## About this task
Reproduce the listing verbatim through the line with "been migrated simply".

○ ○ ○ ○ ○ ○ ○

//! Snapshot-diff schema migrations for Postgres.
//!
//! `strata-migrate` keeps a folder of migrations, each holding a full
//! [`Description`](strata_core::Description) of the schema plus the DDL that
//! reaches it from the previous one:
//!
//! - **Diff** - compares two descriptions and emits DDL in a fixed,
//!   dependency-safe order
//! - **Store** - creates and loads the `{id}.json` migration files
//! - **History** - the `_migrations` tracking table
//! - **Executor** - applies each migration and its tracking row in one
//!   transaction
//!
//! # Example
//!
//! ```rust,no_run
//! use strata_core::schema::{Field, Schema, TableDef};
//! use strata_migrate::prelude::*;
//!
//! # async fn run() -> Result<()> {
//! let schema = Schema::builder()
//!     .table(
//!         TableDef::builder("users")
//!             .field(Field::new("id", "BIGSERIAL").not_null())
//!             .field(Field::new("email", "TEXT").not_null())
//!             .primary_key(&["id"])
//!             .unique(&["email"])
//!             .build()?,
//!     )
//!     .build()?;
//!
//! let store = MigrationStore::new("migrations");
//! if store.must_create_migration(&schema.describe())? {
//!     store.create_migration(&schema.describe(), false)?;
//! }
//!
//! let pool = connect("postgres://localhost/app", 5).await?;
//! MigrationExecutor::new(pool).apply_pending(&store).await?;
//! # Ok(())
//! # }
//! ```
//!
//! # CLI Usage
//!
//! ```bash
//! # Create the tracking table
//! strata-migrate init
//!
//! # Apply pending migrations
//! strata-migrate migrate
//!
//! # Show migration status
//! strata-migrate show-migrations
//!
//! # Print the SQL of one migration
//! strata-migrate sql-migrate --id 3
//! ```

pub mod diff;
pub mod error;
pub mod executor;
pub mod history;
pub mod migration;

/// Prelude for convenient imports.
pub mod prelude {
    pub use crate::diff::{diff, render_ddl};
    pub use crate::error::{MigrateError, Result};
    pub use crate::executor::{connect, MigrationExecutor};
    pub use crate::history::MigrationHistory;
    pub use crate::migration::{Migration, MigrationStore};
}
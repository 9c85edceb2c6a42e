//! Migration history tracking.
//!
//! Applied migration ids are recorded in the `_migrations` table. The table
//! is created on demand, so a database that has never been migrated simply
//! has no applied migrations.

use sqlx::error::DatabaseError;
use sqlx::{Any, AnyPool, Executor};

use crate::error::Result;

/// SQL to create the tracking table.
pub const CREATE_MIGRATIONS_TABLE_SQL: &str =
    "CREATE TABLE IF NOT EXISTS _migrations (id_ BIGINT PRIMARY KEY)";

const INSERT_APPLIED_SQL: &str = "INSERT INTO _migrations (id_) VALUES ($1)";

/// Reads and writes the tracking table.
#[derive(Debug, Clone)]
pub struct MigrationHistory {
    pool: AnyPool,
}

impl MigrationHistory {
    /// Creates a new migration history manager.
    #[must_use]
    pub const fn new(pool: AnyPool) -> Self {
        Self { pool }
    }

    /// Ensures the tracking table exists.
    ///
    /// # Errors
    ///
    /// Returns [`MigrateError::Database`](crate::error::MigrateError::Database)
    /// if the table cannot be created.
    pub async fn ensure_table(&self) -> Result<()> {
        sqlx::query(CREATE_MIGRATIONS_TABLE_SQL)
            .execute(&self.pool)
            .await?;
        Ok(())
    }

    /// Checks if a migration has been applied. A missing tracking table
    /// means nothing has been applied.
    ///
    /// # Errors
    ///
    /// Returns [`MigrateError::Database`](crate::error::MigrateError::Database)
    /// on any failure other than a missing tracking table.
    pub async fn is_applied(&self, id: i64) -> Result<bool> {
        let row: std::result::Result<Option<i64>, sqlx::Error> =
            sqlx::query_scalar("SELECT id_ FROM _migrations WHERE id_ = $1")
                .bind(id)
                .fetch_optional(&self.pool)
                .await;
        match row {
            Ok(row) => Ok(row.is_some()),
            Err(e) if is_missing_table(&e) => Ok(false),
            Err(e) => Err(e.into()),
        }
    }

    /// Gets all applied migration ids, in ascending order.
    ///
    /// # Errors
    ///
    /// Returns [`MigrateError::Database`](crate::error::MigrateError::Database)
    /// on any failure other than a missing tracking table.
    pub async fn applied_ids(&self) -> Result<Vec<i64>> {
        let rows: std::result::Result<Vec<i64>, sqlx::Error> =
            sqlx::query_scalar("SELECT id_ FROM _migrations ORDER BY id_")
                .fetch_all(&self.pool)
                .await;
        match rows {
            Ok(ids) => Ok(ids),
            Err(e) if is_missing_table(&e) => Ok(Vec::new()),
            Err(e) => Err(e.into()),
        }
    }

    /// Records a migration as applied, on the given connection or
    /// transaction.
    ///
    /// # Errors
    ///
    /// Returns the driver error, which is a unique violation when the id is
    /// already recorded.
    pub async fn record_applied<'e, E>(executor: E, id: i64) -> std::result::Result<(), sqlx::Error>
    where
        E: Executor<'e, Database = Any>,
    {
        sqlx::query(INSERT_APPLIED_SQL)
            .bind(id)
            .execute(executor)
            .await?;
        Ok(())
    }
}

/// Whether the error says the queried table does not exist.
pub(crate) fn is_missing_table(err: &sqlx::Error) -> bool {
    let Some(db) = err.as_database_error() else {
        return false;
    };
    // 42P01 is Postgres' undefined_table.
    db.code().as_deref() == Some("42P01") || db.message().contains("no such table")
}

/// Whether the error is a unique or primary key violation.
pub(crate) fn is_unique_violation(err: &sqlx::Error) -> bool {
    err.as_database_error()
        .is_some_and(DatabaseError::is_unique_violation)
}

○ ○ ○ ○ ○ ○ ○

## Response area
//! Snapshot-diff schema migrations for Postgres.
//!
//! `strata-migrate` keeps a folder of migrations, each holding a full
//! [`Description`](strata_core::Description) of the schema plus the DDL that
//! reaches it from the previous one:
//!
//! - **Diff** - compares two descriptions and emits DDL in a fixed,
//!   dependency-safe order
//! - **Store** - creates and loads the `{id}.json` migration files
//! - **History** - the `_migrations` tracking table
//! - **Executor** - applies each migration and its tracking row in one
//!   transaction
//!
//! # Example
//!
//! ```rust,no_run
//! use strata_core::schema::{Field, Schema, TableDef};
//! use strata_migrate::prelude::*;
//!
//! # async fn run() -> Result<()> {
//! let schema = Schema::builder()
//!     .table(
//!         TableDef::builder("users")
//!             .field(Field::new("id", "BIGSERIAL").not_null())
//!             .field(Field::new("email", "TEXT").not_null())
//!             .primary_key(&["id"])
//!             .unique(&["email"])
//!             .build()?,
//!     )
//!     .build()?;
//!
//! let store = MigrationStore::new("migrations");
//! if store.must_create_migration(&schema.describe())? {
//!     store.create_migration(&schema.describe(), false)?;
//! }
//!
//! let pool = connect("postgres://localhost/app", 5).await?;
//! MigrationExecutor::new(pool).apply_pending(&store).await?;
//! # Ok(())
//! # }
//! ```
//!
//! # CLI Usage
//!
//! ```bash
//! # Create the tracking table
//! strata-migrate init
//!
//! # Apply pending migrations
//! strata-migrate migrate
//!
//! # Show migration status
//! strata-migrate show-migrations
//!
//! # Print the SQL of one migration
//! strata-migrate sql-migrate --id 3
//! ```

pub mod diff;
pub mod error;
pub mod executor;
pub mod history;
pub mod migration;

/// Prelude for convenient imports.
pub mod prelude {
    pub use crate::diff::{diff, render_ddl};
    pub use crate::error::{MigrateError, Result};
    pub use crate::executor::{connect, MigrationExecutor};
    pub use crate::history::MigrationHistory;
    pub use crate::migration::{Migration, MigrationStore};
}
repository 9c85edceb2c6a42e
//! Migration history tracking.
//!
//! Applied migration ids are recorded in the `_migrations` table. The table
//! is created on demand, so a database that has never been migrated simply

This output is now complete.